A giudicare dall'espressione con cui accolse Louis alla porta, un mix di sorpresa e timore, la madre di Harry non si era accorta dell'auto parcheggiata di fronte a casa sua, né della discussione che l'aveva animata fino a pochi istanti prima.
«Salve, Anne».
«Louis, è successo qualcosa?»
«No, siamo solo passati a fare un saluto».
«Siamo?»
«Harry è in macchina».
Louis si voltò insieme alla donna a osservare la sagoma con le braccia incrociate e lo sguardo fisso di fronte a sé.
«Credo ci vorrà un po' perché si convinca a scendere» continuò perdendo un po' di sicurezza.
«Entra» lo invitò lei con un enorme sorriso.
La casa era calda: tutta parquet, mobili in legno e tappeti ad accogliere e avvolgere gli ospiti come una coperta in inverno.
Decine di versioni più o meno recenti di Harry appese alle pareti o sistemate con cura su tutte le superfici orizzontali lo accompagnarono nel suo tragitto dall'ingresso al salotto adiacente.
«Scusi per l'incursione improvvisa. Avrei dovuto avvertirla prima».
«Non hai nulla di cui scusarti, Louis. E dammi del tu». Gli fece cenno di sedersi sul divano accanto a lei. «Anzi, devo ringraziarti».
«Per cosa?»
«Lo hai riportato a casa, proprio come avevi promesso. Non puoi neanche immaginare cosa significhi per me».
Louis si prese un attimo per analizzare le sue parole. Lei lo aveva capito, quel giorno al telefono, e non seppe perché la cosa lo riempisse di gioia.
«Non è stata una sua idea, io... l'ho portato qui senza che lui lo sapesse, altrimenti non avrebbe mai accettato» abbassò lo sguardo, vergognandosi un po' di quell'ammissione. Detto ad alta voce suonava davvero un pessimo gesto.
«Harry sa essere davvero molto testardo ma la gentilezza e l'empatia sono allo stesso tempo i suoi punti di forza e maggior debolezza. Odia far soffrire le persone di proposito perché poi il senso di colpa lo logora».
«Ne so qualcosa» si lasciò sfuggire sottovoce.
Louis sospirò. Era stata davvero una pessima idea quella di fermarsi a Manchester sulla strada per Doncaster. Non quando aveva annunciato a sua madre e le sue sorelle che sarebbe andato a trovarle dopo mesi di lontananza scatenando entusiasmo e aspettative. Avrebbe dovuto annullare tutto e deludere ancora una volta la sua famiglia. Per non parlare di Harry che non lo avrebbe mai perdonato per averlo ingannato e messo con le spalle al muro.
«L'ho chiamato e gli ho scritto con insistenza soprattutto per evitare che si tormentasse per come mi ha trattato» riprese Anne. «Può fingere quanto vuole ma so che l'idea di avermi procurato dolore lo perseguita da quella sera. Per quanto orgoglioso e testardo possa essere, non tornerà a Londra senza avermi dato la chance di un incontro e perdonerà la tua insistenza» gli rivolse un sorriso rassicurante.
«Ho superato il limite dell'insistenza molto tempo fa. Credo che questo sia il terreno della molestia». Louis sfregò i palmi contro le ginocchia, evitando lo sguardo di Anne. Poi prese a mordicchiarsi un pollice.
«La definirei ostinazione accanita, ma forse era davvero l'unica possibilità. Solo qualcuno più testardo di lui sarebbe riuscito a smuovere le cose». Tutto in lei emanava sicurezza e comprensione. Eppure a Louis sembrava di aver ricevuto solo pugnalate allo stomaco.
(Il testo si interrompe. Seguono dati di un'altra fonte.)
impl IceAdapterInner {
    /// Tear down and rebuild every observer; queued work is kept
    fn configure(self: &Arc<Self>) {
        self.bag.cancel_all();

        self.observe_peer_connection(self.commands.clone());
        self.observe_sfu_events(self.commands.clone());
        self.observe_connection_state(self.commands.clone());
    }

    fn spawn_processor(self: &Arc<Self>, mut command_rx: mpsc::UnboundedReceiver<IceCommand>) {
        let weak = Arc::downgrade(self);
        self.processor.spawn_keyed("processor", async move {
            while let Some(command) = command_rx.recv().await {
                let Some(inner) = weak.upgrade() else { break };
                inner.handle(command).await;
            }
        });
    }

    fn observe_peer_connection(self: &Arc<Self>, command_tx: mpsc::UnboundedSender<IceCommand>) {
        let mut events_rx = self.events.subscribe();
        let peer_type = self.peer_type;
        self.bag.spawn_keyed("peer-connection-events", async move {
            loop {
                let command = match events_rx.recv().await {
                    Ok(PeerConnectionEvent::DidGenerateIceCandidate(candidate)) => IceCommand::LocalCandidate(candidate),
                    Ok(PeerConnectionEvent::HasRemoteDescription(_)) => IceCommand::RemoteDescriptionAvailable,
                    Ok(_) => continue,
                    Err(broadcast::error::RecvError::Lagged(skipped)) => {
                        warn!(peer_type = %peer_type, skipped = skipped, "ICE adapter lagged behind peer connection events");
                        continue;
                    }
                    Err(broadcast::error::RecvError::Closed) => break,
                };
                if command_tx.send(command).is_err() {
                    break;
                }
            }
        });
    }

    fn observe_sfu_events(self: &Arc<Self>, command_tx: mpsc::UnboundedSender<IceCommand>) {
        let mut events_rx = self.sfu_adapter.subscribe_events();
        let peer_type = self.peer_type;
        self.bag.spawn_keyed("sfu-events", async move {
            loop {
                match events_rx.recv().await {
                    Ok(SfuEvent::IceTrickle(trickle)) => {
                        if PeerConnectionType::from(trickle.peer_type) != peer_type {
                            continue;
                        }
                        match IceCandidate::from_json(&trickle.ice_candidate) {
                            Ok(candidate) => {
                                if command_tx.send(IceCommand::RemoteCandidate(candidate)).is_err() {
                                    break;
                                }
                            }
                            Err(e) => warn!(peer_type = %peer_type, error = %e, "Dropping undecodable ICE trickle"),
                        }
                    }
                    Ok(_) => {}
                    Err(broadcast::error::RecvError::Lagged(skipped)) => {
                        warn!(peer_type = %peer_type, skipped = skipped, "ICE adapter lagged behind SFU events");
                    }
                    Err(broadcast::error::RecvError::Closed) => break,
                }
            }
        });
    }

    fn observe_connection_state(self: &Arc<Self>, command_tx: mpsc::UnboundedSender<IceCommand>) {
        let mut state_rx = self.sfu_adapter.subscribe_connection_state();
        self.bag.spawn_keyed("connection-state", async move {
            let mut was_connected = false;
            loop {
                let connected = state_rx.borrow_and_update().is_connected();
                if connected && !was_connected && command_tx.send(IceCommand::SignalingConnected).is_err() {
                    break;
                }
                was_connected = connected;
                if state_rx.changed().await.is_err() {
                    break;
                }
            }
        });
    }

    async fn handle(&self, command: IceCommand) {
        match command {
            IceCommand::LocalCandidate(candidate) => {
                if self.sfu_adapter.is_connected() {
                    self.trickle(&candidate).await;
                } else {
                    debug!(peer_type = %self.peer_type, "Signaling not connected, queueing local ICE candidate");
                    self.pending.lock().local.push(candidate);
                }
            }
            IceCommand::SignalingConnected => self.drain_local().await,
            IceCommand::RemoteCandidate(candidate) => {
                if self.peer_connection.remote_description().is_some() {
                    self.add(&candidate).await;
                } else {
                    debug!(peer_type = %self.peer_type, "No remote description yet, queueing SFU ICE candidate");
                    self.pending.lock().sfu.push(candidate);
                }
            }
            IceCommand::RemoteDescriptionAvailable => self.drain_sfu().await,
        }
    }

    async fn drain_local(&self) {
        let candidates = std::mem::take(&mut self.pending.lock().local);
        if candidates.is_empty() {
            return;
        }
        debug!(peer_type = %self.peer_type, count = candidates.len(), "Draining pending local ICE candidates");
        for candidate in candidates {
            if self.sfu_adapter.is_connected() {
                self.trickle(&candidate).await;
            } else {
                self.pending.lock().local.push(candidate);
            }
        }
    }

    async fn drain_sfu(&self) {
        let candidates = std::mem::take(&mut self.pending.lock().sfu);
        if candidates.is_empty() {
            return;
        }
        debug!(peer_type = %self.peer_type, count = candidates.len(), "Draining pending SFU ICE candidates");
        join_all(candidates.iter().map(|candidate| self.add(candidate))).await;
    }

    async fn trickle(&self, candidate: &IceCandidate) {
        if let Err(e) = self
            .sfu_adapter
            .ice_trickle(candidate, self.peer_type.peer_type(), &self.session_id)
            .await
        {
            error!(peer_type = %self.peer_type, error = %e, "Failed to trickle ICE candidate");
        }
    }

    async fn add(&self, candidate: &IceCandidate) {
        let result = retry_with_policy("add_ice_candidate", &self.config.add_candidate_retry, || {
            self.peer_connection.add_ice_candidate(candidate)
        })
        .await;
        match result {
            Ok(()) => debug!(peer_type = %self.peer_type, "Added remote ICE candidate"),
            Err(e) => error!(peer_type = %self.peer_type, error = %e, "Failed to add remote ICE candidate"),
        }
    }
}
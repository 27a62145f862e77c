use std::sync::Arc;

use tracing::{debug, info};

use crate::actions::{AudioAction, AudioSessionAction};
use crate::error::{AudioError, AudioResult};
use crate::hardware::AudioSessionHardware;
use crate::reducers::Reducer;
use crate::session::{AudioCategory, AudioSessionConfiguration, CategoryOptions, PortOverride, WebRtcAudioDefaults};
use crate::state::AudioStoreState;

/// Category, mode, options and output override changes
///
/// Every target configuration is validated before the hardware is touched.
/// An active session is deactivated, reconfigured and reactivated, and the
/// new configuration becomes the WebRTC default.
pub struct AudioSessionReducer {
    hardware: Arc<dyn AudioSessionHardware>,
    defaults: WebRtcAudioDefaults,
}

impl AudioSessionReducer {
    pub fn new(hardware: Arc<dyn AudioSessionHardware>, defaults: WebRtcAudioDefaults) -> Self {
        Self { hardware, defaults }
    }

    fn perform_update(
        &self,
        current: &AudioSessionConfiguration,
        target: &AudioSessionConfiguration,
    ) -> AudioResult<()> {
        if current.same_session(target) {
            return Ok(());
        }

        if !target.is_valid() {
            return Err(AudioError::invalid_configuration(
                target.category,
                target.mode,
                target.options,
            ));
        }

        let requires_restart = self.hardware.is_active();
        if requires_restart {
            self.hardware.set_active(false)?;
        }
        self.hardware.set_configuration(target)?;
        if requires_restart {
            self.hardware.set_active(true)?;
        }
        self.defaults.set(*target);

        info!(
            category = %target.category,
            mode = %target.mode,
            options = %target.options,
            restarted = requires_restart,
            "Audio session reconfigured"
        );
        Ok(())
    }

    fn perform_override(&self, current: &AudioSessionConfiguration, port: PortOverride) -> AudioResult<()> {
        if current.override_output_port == port {
            return Ok(());
        }

        if current.category == AudioCategory::PlayAndRecord {
            return self.hardware.override_output_port(port);
        }

        // Other categories express the speaker through their options
        let mut options = self.hardware.category_options();
        let has_speaker = options.contains(CategoryOptions::DEFAULT_TO_SPEAKER);
        match (port == PortOverride::Speaker, has_speaker) {
            (true, false) => options.insert(CategoryOptions::DEFAULT_TO_SPEAKER),
            (false, true) => options.remove(CategoryOptions::DEFAULT_TO_SPEAKER),
            _ => return Ok(()),
        }

        let mut target = *current;
        target.options = options;
        self.perform_update(current, &target)
    }
}

impl Reducer for AudioSessionReducer {
    fn name(&self) -> &'static str {
        "audio_session"
    }

    fn reduce(&self, mut state: AudioStoreState, action: &AudioAction) -> AudioResult<AudioStoreState> {
        let AudioAction::AudioSession(action) = action else {
            return Ok(state);
        };

        let current = state.audio_session_configuration;
        let target = action.target(&current);

        match action {
            AudioSessionAction::SystemDidChange(..) => {
                debug!(configuration = %target, "Mirroring system audio session change");
            }
            AudioSessionAction::SetOverrideOutputPort(port) => {
                self.perform_override(&current, *port)?;
            }
            _ => self.perform_update(&current, &target)?,
        }

        state.audio_session_configuration = target;
        Ok(state)
    }
}

#[cfg(test)]
mod tests {
    use super::*;
    use crate::session::AudioMode;
    use crate::testing::{HardwareCall, MockAudioSessionHardware};
    use pretty_assertions::assert_eq;

    fn fixture() -> (Arc<MockAudioSessionHardware>, WebRtcAudioDefaults, AudioSessionReducer) {
        let hardware = Arc::new(MockAudioSessionHardware::new());
        let defaults = WebRtcAudioDefaults::default();
        let reducer = AudioSessionReducer::new(hardware.clone(), defaults.clone());
        (hardware, defaults, reducer)
    }

    fn set(action: AudioSessionAction) -> AudioAction {
        AudioAction::AudioSession(action)
    }

    #[test]
    fn test_active_session_is_restarted_around_reconfiguration() {
        let (hardware, defaults, reducer) = fixture();
        hardware.set_active_state(true);

        let state = reducer
            .reduce(
                AudioStoreState::default(),
                &set(AudioSessionAction::SetCategory(AudioCategory::Playback)),
            )
            .unwrap();

        let expected = AudioSessionConfiguration::new(AudioCategory::Playback, AudioMode::Default, CategoryOptions::NONE);
        assert_eq!(
            hardware.calls(),
            vec![
                HardwareCall::SetActive(false),
                HardwareCall::SetConfiguration(expected),
                HardwareCall::SetActive(true),
            ]
        );
        assert_eq!(state.audio_session_configuration.category, AudioCategory::Playback);
        assert_eq!(defaults.get().category, AudioCategory::Playback);
    }

    #[test]
    fn test_inactive_session_is_not_reactivated() {
        let (hardware, _, reducer) = fixture();

        reducer
            .reduce(
                AudioStoreState::default(),
                &set(AudioSessionAction::SetCategoryAndMode(
                    AudioCategory::PlayAndRecord,
                    AudioMode::VoiceChat,
                )),
            )
            .unwrap();

        let calls = hardware.calls();
        assert_eq!(calls.len(), 1);
        assert!(matches!(calls[0], HardwareCall::SetConfiguration(_)));
    }

    #[test]
    fn test_invalid_configuration_is_rejected_before_hardware() {
        let (hardware, defaults, reducer) = fixture();
        hardware.set_active_state(true);

        let result = reducer.reduce(
            AudioStoreState::default(),
            &set(AudioSessionAction::SetCategoryAndOptions(
                AudioCategory::Playback,
                CategoryOptions::ALLOW_BLUETOOTH_HFP,
            )),
        );

        assert!(matches!(result, Err(AudioError::InvalidConfiguration { .. })));
        assert!(hardware.calls().is_empty());
        assert_eq!(defaults.get(), AudioSessionConfiguration::default());
    }

    #[test]
    fn test_same_configuration_makes_no_hardware_call() {
        let (hardware, _, reducer) = fixture();
        let state = AudioStoreState::default();
        let current = state.audio_session_configuration;

        reducer
            .reduce(
                state,
                &set(AudioSessionAction::SetCategoryModeAndOptions(
                    current.category,
                    current.mode,
                    current.options,
                )),
            )
            .unwrap();
        assert!(hardware.calls().is_empty());
    }

    #[test]
    fn test_override_in_play_and_record_uses_port_override() {
        let (hardware, _, reducer) = fixture();
        let mut state = AudioStoreState::default();
        state.audio_session_configuration =
            AudioSessionConfiguration::new(AudioCategory::PlayAndRecord, AudioMode::VoiceChat, CategoryOptions::NONE);

        let state = reducer
            .reduce(state, &set(AudioSessionAction::SetOverrideOutputPort(PortOverride::Speaker)))
            .unwrap();

        assert_eq!(hardware.calls(), vec![HardwareCall::OverrideOutputPort(PortOverride::Speaker)]);
        assert_eq!(state.audio_session_configuration.override_output_port, PortOverride::Speaker);
    }

    #[test]
    fn test_override_in_playback_toggles_default_to_speaker() {
        let (hardware, _, reducer) = fixture();
        let mut state = AudioStoreState::default();
        state.audio_session_configuration =
            AudioSessionConfiguration::new(AudioCategory::Playback, AudioMode::Default, CategoryOptions::NONE);

        reducer
            .reduce(state, &set(AudioSessionAction::SetOverrideOutputPort(PortOverride::Speaker)))
            .unwrap();

        let calls = hardware.calls();
        assert_eq!(calls.len(), 1);
        let HardwareCall::SetConfiguration(configuration) = &calls[0] else {
            panic!("expected a reconfiguration, got {:?}", calls[0]);
        };
        assert!(configuration.options.contains(CategoryOptions::DEFAULT_TO_SPEAKER));
    }

    #[test]
    fn test_system_change_is_mirrored_without_hardware() {
        let (hardware, _, reducer) = fixture();

        let state = reducer
            .reduce(
                AudioStoreState::default(),
                &set(AudioSessionAction::SystemDidChange(
                    AudioCategory::Playback,
                    AudioMode::VoiceChat,
                    CategoryOptions::NONE,
                )),
            )
            .unwrap();

        assert!(hardware.calls().is_empty());
        assert_eq!(state.audio_session_configuration.mode, AudioMode::VoiceChat);
    }
}
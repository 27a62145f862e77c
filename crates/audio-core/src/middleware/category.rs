use tracing::info;
use vidcall_infra_common::DisposableBag;

use crate::actions::AudioAction;
use crate::middleware::{Middleware, MiddlewareContext};
use crate::state::AudioStoreState;
use crate::store::Dispatcher;

/// Stops recording when the session moves to a category that cannot record
pub struct CategoryMiddleware {
    bag: DisposableBag,
}

impl CategoryMiddleware {
    pub fn new() -> Self {
        Self {
            bag: DisposableBag::new("category-middleware"),
        }
    }
}

impl Default for CategoryMiddleware {
    fn default() -> Self {
        Self::new()
    }
}

impl Middleware for CategoryMiddleware {
    fn name(&self) -> &'static str {
        "category"
    }

    fn attach(&self, context: &MiddlewareContext) {
        let mut state = context.state.clone();
        let dispatcher = context.dispatcher.clone();

        self.bag.spawn_keyed("category", async move {
            let mut last_category = state.borrow_and_update().audio_session_configuration.category;

            while state.changed().await.is_ok() {
                let (category, wants_recording) = {
                    let current = state.borrow_and_update();
                    (
                        current.audio_session_configuration.category,
                        current.should_record || current.is_recording,
                    )
                };
                if category == last_category {
                    continue;
                }
                last_category = category;

                if !category.allows_recording() && wants_recording {
                    info!(%category, "Category cannot record; stopping recording");
                    dispatcher.dispatch(AudioAction::SetShouldRecord(false));
                }
            }
        });
    }

    fn apply(&self, _state: &AudioStoreState, _action: &AudioAction, _dispatcher: &Dispatcher) {}
}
«Dio, mi sento un mostro, dovevi vedere la sua faccia quando ha scoperto dov'era. Mi guardava come se si trovasse in gabbia e io godessi della sua paura. Un po' come quando si è risvegliato in quello scantinato e...» non riuscì a terminare.
Sentì la stretta della sua mano sull'avambraccio e una carezza tra i capelli. «No, Louis. Ti assicuro che non è così. Di sicuro lo hai costretto a superare i suoi limiti ma gli hai lasciato la possibilità di scegliere. Può restare lì finché non lo riporterai a casa o andarsene a piedi. La scelta di varcare l'ingresso resta in mano sua».
Sì, non lo aveva sollevato di peso e rinchiuso in una stanza con sua madre, ma aveva ignorato la richiesta di Harry di restarne fuori.
«Voglio cogliere questa occasione per porgerti le mie scuse».
Louis alzò lo sguardo su Anne, confuso. Lei prese un profondo respiro e si sistemò meglio sul divano, come chi sta per lasciarsi andare a una confessione.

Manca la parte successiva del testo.